Coughs and sneezes can be heard around Weber State University’s campus as spring semester rolls into Week 5, and with the recent flu-related death of Brigham Young University professor Delynne Peay, authorities are asking students to be cautions and stay home if feeling ill.
A total of 11 deaths have been recorded so far this flu season, which officially began Sept. 29, 2013. Reports on the Utah Department of Health show 160 flu hospitalizations reported as of Week 51. Officials are now reporting upward of 478 through Jan. 11, with possibly 50 just last week.
Many news outlets are reporting 11 deaths, which include statewide numbers. Amy Carter, registered nurse for communicable disease and epidemiology at the Weber-Morgan Health Department, said that number is probably a minimum.
“In Weber/Morgan counties, which is where I work, there have been five influenza-related deaths,” Carter said. “When they say influenza-related, this means most of the people had started with influenza, but that they may have other conditions and/or complications such as pneumonia or respiratory failure that contributed to their death.”
The Center for Disease Control and Prevention’s influenza summary update for the week ending Jan. 25, 2014, shows the flu is widespread in Utah.
WSU Police Chief Dane LeBlanc and his department have been saddled with the task of pandemic planning, which is now called public health emergencies planning. He worked with the communication department to get some new posters out on campus, as he said the old ones were becoming “white noise” to students.
LeBlanc said it is important for students, faculty and staff to stay home when they are sick, so they don’t spread their illness around campus to their classmates or co-workers.
“The reason this is so important, from our university’s perspective, is because this environment is very conducive to spreading illness,” LeBlanc said. “We’re packed in classrooms, computer labs and areas where hundreds of people continually move in and out, so it’s easy for germs to travel through the environment quickly.”
LeBlanc is working with the WSU President’s Council, faculty and Facilities Maintenance to raise awareness of the flu season and its seriousness.
With various professors putting an attendance policy in their syllabi, many students who feel ill still come to class for fear of their attendance loss affecting their grades.
WSU communication senior Stephen James Cogan said he worries about his grade dropping because of the attendance policy many of his professors are pushing, so he still comes to school when he is ill.
“I’m not exactly so sick that I feel like I have the flu,” Cogan said. “I guess it is possible, but the reason I have to come to this class is because, in certain classes, the professors are very rigid about missing.
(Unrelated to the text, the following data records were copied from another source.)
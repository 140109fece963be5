//! Body encoding between envelope strings and raw bytes.
//!
//! Inbound bodies are either plain text or base64 (flagged by
//! `isBase64Encoded`). Outbound bodies are always base64 when non-empty.

use base64::Engine;
use base64::engine::general_purpose::STANDARD;
use bytes::Bytes;

use crate::error::DecodeError;

/// Decode an envelope body into raw bytes.
///
/// Precedence:
/// 1. Empty body: empty bytes, whatever the flag says.
/// 2. Non-empty and flagged: standard base64 decode.
/// 3. Non-empty and not flagged: the string's bytes, untouched.
///
/// # Errors
/// Returns [`DecodeError::BodyDecode`] if a flagged body is not valid base64.
pub fn decode_body(body: String, is_base64_encoded: bool) -> Result<Bytes, DecodeError> {
    if body.is_empty() {
        return Ok(Bytes::new());
    }

    if is_base64_encoded {
        let data = STANDARD.decode(body.as_bytes())?;
        return Ok(Bytes::from(data));
    }

    Ok(Bytes::from(body))
}

/// Encode raw response bytes for the outgoing envelope.
///
/// Returns `(body, is_base64_encoded)`. An empty payload yields an empty
/// string with the flag unset.
pub fn encode_body(raw: &[u8]) -> (String, bool) {
    if raw.is_empty() {
        return (String::new(), false);
    }

    let body = STANDARD.encode(raw);
    let is_base64_encoded = !body.is_empty();
    (body, is_base64_encoded)
}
If you’re not there, it can really affect your grade.”
Officer Mike Davies, who is over emergency planning, said the department asked for support from faculty. From his understanding, faculty are supposed to work with students by keeping up with them either through Canvas or email.
“I’m pretty sure they’re supposed to have an avenue for students, to still make sure that people can still attend class from home,” Davies said. “From my understanding, that’s what’s supposed to be taking place.”
LeBlanc is asking faculty and staff to help him with his efforts by purchasing supplies such as Kleenex and hand sanitizers for their departments so students can sanitize their desks and keyboards before and after they use them.
“In 2009 I spent around $16,400 of my own budget buying supplies for the campus, such as hand sanitizers and sanitizing wipes, and really each department should be purchasing their own,” LeBlanc said.
Juliana Larsen, WSU director of Student Heath and Wellness, urges students to get immunized. She said the number of illnesses on campus is no higher than last year, but that a problem is definitely arising, and WSU students need to be aware and stay safe.
The Student Health and Wellness Center is located in the Student Services Building, Room 190. Most services are free to students. Larsen encourages students to come in if feeling ill or for any reason related to health and wellness.
Larsen also suggests students go to their local grocery store to get a flu shot as soon as possible. She said the best way to stay healthy during flu season and throughout the year is to wash hands frequently, get enough sleep and eat nutritious meals.